Para cada animal, los músculos extensor digitálico largo, el diafragma, los gemelos, el cuadriceps se seccionaron en un criostato y las diapositivas se prepararon para la evaluación histológica estándar utilizando la tinción con hematoxilinaeosina y tricrómica. A varios animales de ambos grupos de control y BBIC se les inyectó un colorante de azul de Evan para observar posibles cambios en la integridad de la membrana.
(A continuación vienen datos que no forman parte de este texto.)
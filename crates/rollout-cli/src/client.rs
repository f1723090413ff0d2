//! Thin HTTP client over the Rollout API's `/api/v1` surface.

use anyhow::{bail, Context, Result};
use serde::de::DeserializeOwned;
use serde::Serialize;
use serde_json::Value;

pub struct ApiClient {
    http: reqwest::Client,
    base_url: String,
}

impl ApiClient {
    pub fn new(base_url: &str) -> Self {
        Self {
            http: reqwest::Client::new(),
            base_url: base_url.trim_end_matches('/').to_string(),
        }
    }

    pub async fn get<T: DeserializeOwned>(&self, path: &str) -> Result<T> {
        let resp = self
            .http
            .get(format!("{}{}", self.base_url, path))
            .send()
            .await
            .with_context(|| format!("failed to reach {}", self.base_url))?;
        Self::into_body(resp).await
    }

    pub async fn post<B: Serialize, T: DeserializeOwned>(&self, path: &str, body: &B) -> Result<T> {
        let resp = self
            .http
            .post(format!("{}{}", self.base_url, path))
            .json(body)
            .send()
            .await
            .with_context(|| format!("failed to reach {}", self.base_url))?;
        Self::into_body(resp).await
    }

    async fn into_body<T: DeserializeOwned>(resp: reqwest::Response) -> Result<T> {
        let status = resp.status();
        let text = resp.text().await.context("failed to read response body")?;

        if !status.is_success() {
            let message = serde_json::from_str::<Value>(&text)
                .ok()
                .and_then(|v| v.get("error").and_then(|e| e.as_str()).map(str::to_string))
                .unwrap_or(text);
            bail!("server returned {status}: {message}");
        }

        serde_json::from_str(&text).context("failed to parse response body")
    }
}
En particular, la noche antes de su sacrificio, a los ratones se les inyectó 0,2 ml de 0,2% de colorante azul de Evan en PBS. El daño de membrana se evaluó mediante la visualización de la fluorescencia azul de Evan en las fibras del diafragma y los músculos del cuadriceps.

La microscopía se realizó en un microscopio Leitz DMR (Leica) y la adquisición de imágenes y análisis se completó con un sistema de cámara digital MicroMAX (Princeton Instruments, Inc.) y software de imagen (OpenLab, Improvision Inc. de Waltham, MA).

Claims (12)

1. REIVINDICACIONES

   1.

   Utilización de una composición que comprende el Inhibidor de Bowman-Birk o un derivado del mismo en la fabricación de un medicamento para su administración a un sujeto que sufre una enfermedad o trastorno degenerativos del músculo esquelético para mejorar la función del músculo esquelético en dicho sujeto o para aliviar los síntomas o retardar la progresión de la enfermedad en dicho sujeto.

2. 2.

   Utilización según la reivindicación 1, donde se formula el medicamento para administración oral.

3. 3.

   Utilización de acuerdo con la reivindicación 1 o 2 en la que se formula el medicamento para la administración como un suplemento dietético.

4. 4.

   Utilización de acuerdo con cualquier reivindicación precedente en donde la composición comprende el concentrado del Inhibidor de Bowman-Birk.

5. 5.

   Utilización de acuerdo con cualquier reivindicación precedente en donde la función mejorada del músculo esquelético incluye una fuerza muscular incrementada o aumento de masa muscular.

6. 6.

   Utilización de acuerdo con cualquier reivindicación anterior en donde la enfermedad o trastorno degenerativo del músculo esquelético es la distrofia muscular, esclerosis lateral amiotrófica, la atrofia muscular espinal o lesión de la médula espinal.

7. 7.

   Una composición para su uso en el tratamiento de una enfermedad o trastorno degenerativos del músculo esquelético, la composición que comprende el Inhibidor del Bowman-Birk o un derivado del mismo.

8. 8.

   Una composición para su uso según la reivindicación 7 en donde se formula la composición para administración oral.

9. 9.

   Una composición para su uso según la reivindicación 7 o la reivindicación 8 en donde la composición se formula para administración como un suplemento dietético.

10. 10.

    Una composición para uso de acuerdo con cualquiera de las reivindicaciones de 7 a 9 donde la composición comprende el Concentrado del Inhibidor de Bowman-Birk.

11. 11.

    Una composición para uso de acuerdo con cualquiera de las reivindicaciones de 7 a 10 en donde el tratamiento mejora la función del músculo esquelético que comprende la fuerza muscular o aumento de masa muscular.

12. 12.

    Una composición para uso de acuerdo con cualquiera de las reivindicaciones de 7 a 11 en el que la enfermedad o trastorno degenerativos del músculo esquelético o de la enfermedad es la distrofia muscular, esclerosis lateral amiotrófica, la atrofia muscular espinal o lesión de la médula espinal.